New here.  My X husband just told me he has recurrant melanoma.  I had pointed out the lesion on his face probably a year ago and bugged him to get it looked at.  He had it removed and said they got it all. 

He had surgery again later because, he said, there was a hair follicle that was causing it to seep and they needed to go back in and remove it.  Turns out he was lying.  He does that a lot -- thus why I'm researching.

Turns out it had come back.  If I have all the information, which I likely don't, then he has had a third surgery to remove a lesion on his back two weeks ago.  The doctors have removed some lymph nodes (no idea size or if swollen).  Doctors wanted to remove a cluster, but he said no because he didn't want lymphedema.  (I have lymphedema post-Hodgkins) 

He has tried interferon, but it hasn't worked.

He says his white blood cell count is way down and his liver functioning and kidney function is out of scale as well.

He is an alcoholic and has been for about 7 yrs.  He's white, has the skin tone of a redhead, got burned a lot because he refused to wear sunscreen, is overweight, and eats badly.

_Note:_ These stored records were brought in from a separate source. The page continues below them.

//! High-level pipeline: download, open, filter, read and publish for one archive.
//!
//! This module wires the store client, the staging area, the archive reader, the entry
//! filter and the key deriver into a single run:
//!   - Stages the source archive on local disk via [`ObjectStore::download`]
//!   - Opens it as a ZIP archive and walks its entries in native order
//!   - Skips entries the [`EntryFilter`] rejects; reads the rest into memory (bounded)
//!   - Publishes each accepted entry to the key produced by [`KeyDeriver`]
//!   - Aggregates a [`RunReport`] of what was published, skipped and failed
//!
//! # Error Handling
//! Staging, download and archive-open failures abort the run with
//! [`PipelineError::Aborted`] before anything is published. Per-entry failures are
//! collected and the run continues; any of them turns the result into
//! [`PipelineError::Incomplete`] carrying the full report.
//!
//! # Cancellation
//! The [`CancellationToken`] is checked before staging and before each entry. A run is
//! never interrupted in the middle of an entry.
//!
//! # Cleanup
//! The staging copy is owned by the [`ArchiveHandle`] (or, before it is opened, by a
//! temp-file guard), so it is removed on every exit path.

use serde::Serialize;
use tracing::{debug, error, info, warn};

use crate::archive::ArchiveHandle;
use crate::cancel::CancellationToken;
use crate::config::PipelineConfig;
use crate::contract::{DestinationReference, ObjectStore, SourceReference};
use crate::error::{AbortError, EntryError, PipelineError};
use crate::filter::EntryFilter;
use crate::key::KeyDeriver;
use crate::staging;

/// Outcome of one run.
#[derive(Debug, Clone, PartialEq, Eq, Serialize)]
pub struct RunReport {
    pub source: SourceReference,
    /// Entries published successfully.
    pub processed: usize,
    /// Entries rejected by the filter.
    pub skipped: usize,
    pub published: Vec<DestinationReference>,
    pub failures: Vec<EntryFailure>,
    /// Set when the run stopped before reaching the end of the archive.
    pub stopped: Option<StopReason>,
}

impl RunReport {
    fn new(source: SourceReference) -> Self {
        Self {
            source,
            processed: 0,
            skipped: 0,
            published: Vec::new(),
            failures: Vec::new(),
            stopped: None,
        }
    }

    /// True when every accepted entry was published and the archive was fully walked.
    pub fn is_success(&self) -> bool {
        self.failures.is_empty() && self.stopped.is_none()
    }
}

/// An accepted entry that was not published.
///
/// Carries enough to re-run just this entry: its name, the destination it was meant for,
/// and why it failed.
#[derive(Debug, Clone, PartialEq, Eq, Serialize)]
pub struct EntryFailure {
    pub entry_name: String,
    pub destination: DestinationReference,
    pub error: EntryError,
}

#[derive(Debug, Clone, Copy, PartialEq, Eq, Serialize)]
#[serde(rename_all = "snake_case")]
pub enum StopReason {
    Cancelled,
    FailFast,
}

/// Extract-and-republish pipeline over an injected store client.
pub struct Pipeline<S> {
    store: S,
    config: PipelineConfig,
    filter: EntryFilter,
    deriver: KeyDeriver,
}

impl<S> Pipeline<S>
where
    S: ObjectStore,
{
    pub fn new(store: S, config: PipelineConfig) -> Self {
        let filter = EntryFilter::from_config(&config.filter);
        let deriver = KeyDeriver::new(filter.media_type())
            .with_destination_bucket(config.destination_bucket.clone());
        Self {
            store,
            config,
            filter,
            deriver,
        }
    }

    pub fn store(&self) -> &S {
        &self.store
    }

    pub fn config(&self) -> &PipelineConfig {
        &self.config
    }

    /// Process one archive end to end.
    pub async fn run(
        &self,
        source: &SourceReference,
        cancel: &CancellationToken,
    ) -> Result<RunReport, PipelineError> {
        info!(bucket = %source.bucket, key = %source.key, "[REPUBLISH] Starting run");

        if cancel.is_cancelled() {
            warn!(archive = %source, "[REPUBLISH] Cancelled before staging");
            return Err(AbortError::Cancelled.into());
        }

        // --- Step 1: Stage and download ---
        let staged = staging::stage(&self.config.staging_dir, source).map_err(|e| {
            error!(
                error = ?e,
                archive = %source,
                "[REPUBLISH][ERROR] Could not create staging file"
            );
            e
        })?;
        debug!(path = %staged.path().display(), "[REPUBLISH] Downloading archive");

        if let Err(e) = self.store.download(source, staged.path()).await {
            error!(error = %e, archive = %source, "[REPUBLISH][ERROR] Download failed");
            return Err(AbortError::DownloadFailed {
                archive: source.clone(),
                error: e,
            }
            .into());
        }

        // --- Step 2: Open ---
        let mut archive = ArchiveHandle::open(staged).map_err(|e| {
            error!(error = %e, archive = %source, "[REPUBLISH][ERROR] Not a readable archive");
            AbortError::InvalidArchive {
                archive: source.clone(),
                source: e,
            }
        })?;
        info!(entries = archive.len(), "[REPUBLISH] Opened archive");

        // --- Step 3: Walk entries ---
        let mut report = RunReport::new(source.clone());
        loop {
            let Some(entry) = archive.next_entry() else {
                break;
            };
            // Only a run with entries left counts as stopped.
            if cancel.is_cancelled() {
                warn!(
                    processed = report.processed,
                    entry = %entry.name(),
                    "[REPUBLISH] Cancelled at entry boundary"
                );
                report.stopped = Some(StopReason::Cancelled);
                break;
            }

            let entry_name = entry.name().to_owned();
            if !self.filter.accepts(&entry_name) {
                debug!(entry = %entry_name, "[REPUBLISH] Skipping entry rejected by filter");
                report.skipped += 1;
                continue;
            }

            let destination = self.deriver.derive(source, &entry_name);
            let content = match entry.read(self.config.max_entry_bytes) {
                Ok(content) => content,
                Err(e) => {
                    warn!(
                        entry = %entry_name,
                        error = %e,
                        "[REPUBLISH] Entry not readable, skipping"
                    );
                    report.failures.push(EntryFailure {
                        entry_name,
                        destination,
                        error: e,
                    });
                    continue;
                }
            };

            let size = content.len();
            match self.store.upload(content, &destination).await {
                Ok(()) => {
                    info!(
                        entry = %entry_name,
                        destination = %destination,
                        size,
                        "[REPUBLISH] Published entry"
                    );
                    report.processed += 1;
                    report.published.push(destination);
                }
                Err(e) => {
                    error!(
                        entry = %entry_name,
                        destination = %destination,
                        error = %e,
                        "[REPUBLISH][ERROR] Publish failed"
                    );
                    report.failures.push(EntryFailure {
                        entry_name,
                        destination,
                        error: EntryError::Publish { error: e },
                    });
                    if self.config.fail_fast {
                        report.stopped = Some(StopReason::FailFast);
                        break;
                    }
                }
            }
        }

        // --- Step 4: Release the staging copy ---
        let staging_path = archive.path().to_path_buf();
        if let Err(e) = archive.close() {
            warn!(
                error = %e,
                path = %staging_path.display(),
                "[REPUBLISH] Could not remove staging file"
            );
        }

        info!(
            processed = report.processed,
            skipped = report.skipped,
            failed = report.failures.len(),
            "[REPUBLISH] Run finished"
        );

        if report.is_success() {
            Ok(report)
        } else {
            Err(PipelineError::Incomplete(report))
        }
    }
}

He said he was given 6-12 months as a prognosis.

His health insurance lapses in a month because he lost his job, in part from taking time off for treatment and feeling bad.

He said sometimes he's in pain (from the cancer moving through his lymph system, I'm guessing) and other times is fine.

His father died from melanoma that had metastisized into his kidneys.

This is the info I have.  I'm stressed about the whole thing.  So is he, of course.

If the interferon doesn't work for him, is there anything that might?  Mind you, he is largely unwilling to change his diet or his mindset. Or stop his drinking, since he hasn't so far.

Does the fact it moved to his back mean that it's now moving through his system?  I don't know if it has affected his organs or not.

I gotta know what to tell the kids and when would be the best time.  He's hugely depressed, of course.

Thanks for any assistance you can give.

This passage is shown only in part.